■ **Work to be completed**
Begin with the first line of the listing and quote every line through the one containing "pub mod world;"; give only those lines.
▽
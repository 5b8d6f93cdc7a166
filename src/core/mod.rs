pub mod config;
pub mod error;
pub mod faction;
pub mod types;

pub use config::SimulationConfig;
pub use error::{Result, SimError};
pub use faction::{Faction, FactionRegistry};
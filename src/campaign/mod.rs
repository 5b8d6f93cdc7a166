pub mod combat;
pub mod events;
pub mod map;
pub mod movement;
pub mod pathfinding;
pub mod terrain;
pub mod world;

pub use combat::{CombatKind, CombatOutcome, CombatResolver, CombatResult, SideReport, SiegeReport};
pub use events::SimEvent;
pub use map::{TileMap, WorldGrid};
pub use movement::{MovementOrder, MovementScheduler, OrderStatus};
pub use pathfinding::{find_path, Route};
pub use terrain::TerrainKind;
pub use world::{DispatchSource, SpellTarget, World, WorldSnapshot};
//! Tile map - the terrain grid armies move across
//!
//! The simulation reads terrain through the `WorldGrid` trait so callers can
//! inject their own map representation; `TileMap` is the built-in one.

use rand::{Rng, SeedableRng};
use rand_chacha::ChaCha8Rng;
use serde::{Deserialize, Serialize};

use crate::campaign::terrain::TerrainKind;
use crate::core::error::{Result, SimError};
use crate::core::types::Position;

/// Read-only terrain provider
pub trait WorldGrid {
    /// Terrain at a position, `None` outside the map
    fn terrain(&self, pos: Position) -> Option<TerrainKind>;

    fn contains(&self, pos: Position) -> bool {
        self.terrain(pos).is_some()
    }

    /// Inside the map and passable
    fn is_passable(&self, pos: Position) -> bool {
        self.terrain(pos).is_some_and(|t| t.is_passable())
    }

    /// Passable orthogonal neighbours in fixed order
    fn passable_neighbors(&self, pos: Position) -> Vec<Position> {
        pos.neighbors()
            .into_iter()
            .filter(|n| self.is_passable(*n))
            .collect()
    }
}

/// Rectangular grid stored row-major
#[derive(Debug, Clone, PartialEq, Serialize, Deserialize)]
pub struct TileMap {
    pub width: i32,
    pub height: i32,
    tiles: Vec<TerrainKind>,
}

impl TileMap {
    /// Create a map filled with one terrain
    pub fn new(width: i32, height: i32, fill: TerrainKind) -> Self {
        let width = width.max(0);
        let height = height.max(0);
        Self {
            width,
            height,
            tiles: vec![fill; (width * height) as usize],
        }
    }

    /// Parse an ASCII map, one string per row (see `TerrainKind::glyph`)
    pub fn from_rows(rows: &[&str]) -> Result<Self> {
        let height = rows.len() as i32;
        let width = rows.first().map(|r| r.chars().count()).unwrap_or(0) as i32;
        let mut tiles = Vec::with_capacity((width * height) as usize);

        for (y, row) in rows.iter().enumerate() {
            if row.chars().count() as i32 != width {
                return Err(SimError::Validation(format!(
                    "map row {} has {} tiles, expected {}",
                    y,
                    row.chars().count(),
                    width
                )));
            }
            for c in row.chars() {
                let terrain = TerrainKind::from_glyph(c).ok_or_else(|| {
                    SimError::Validation(format!("unknown terrain glyph '{}' in row {}", c, y))
                })?;
                tiles.push(terrain);
            }
        }

        Ok(Self {
            width,
            height,
            tiles,
        })
    }

    /// Generate a map with varied terrain; identical seeds give identical maps
    pub fn generate(width: i32, height: i32, seed: u64) -> Self {
        let mut rng = ChaCha8Rng::seed_from_u64(seed);
        let mut map = Self::new(width, height, TerrainKind::Plains);

        for tile in map.tiles.iter_mut() {
            *tile = match rng.gen_range(0..20) {
                0..=8 => TerrainKind::Plains,
                9..=11 => TerrainKind::Forest,
                12..=13 => TerrainKind::Hills,
                14 => TerrainKind::Swamp,
                15..=16 => TerrainKind::Desert,
                17 => TerrainKind::Road,
                18 => TerrainKind::Mountains,
                _ => TerrainKind::Water,
            };
        }

        map
    }

    fn index(&self, pos: Position) -> Option<usize> {
        if pos.x < 0 || pos.y < 0 || pos.x >= self.width || pos.y >= self.height {
            return None;
        }
        Some((pos.y * self.width + pos.x) as usize)
    }

    pub fn set(&mut self, pos: Position, terrain: TerrainKind) -> bool {
        match self.index(pos) {
            Some(i) => {
                self.tiles[i] = terrain;
                true
            }
            None => false,
        }
    }

    /// Render back to ASCII rows
    pub fn to_rows(&self) -> Vec<String> {
        (0..self.height)
            .map(|y| {
                (0..self.width)
                    .filter_map(|x| self.terrain(Position::new(x, y)))
                    .map(|t| t.glyph())
                    .collect()
            })
            .collect()
    }
}

impl WorldGrid for TileMap {
    fn terrain(&self, pos: Position) -> Option<TerrainKind> {
        self.index(pos).map(|i| self.tiles[i])
    }
}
△
■ **Written response**
repository 5b8d6f93cdc7a166
filename src/core/mod.rs
pub mod config;
pub mod error;
pub mod faction;
pub mod types;

pub use config::SimulationConfig;
pub use error::{Result, SimError};
pub use faction::{Faction, FactionRegistry};
filename src/campaign/mod.rs
repository 5b8d6f93cdc7a166
pub mod combat;
pub mod events;
pub mod map;
pub mod movement;
pub mod pathfinding;
pub mod terrain;
pub mod world;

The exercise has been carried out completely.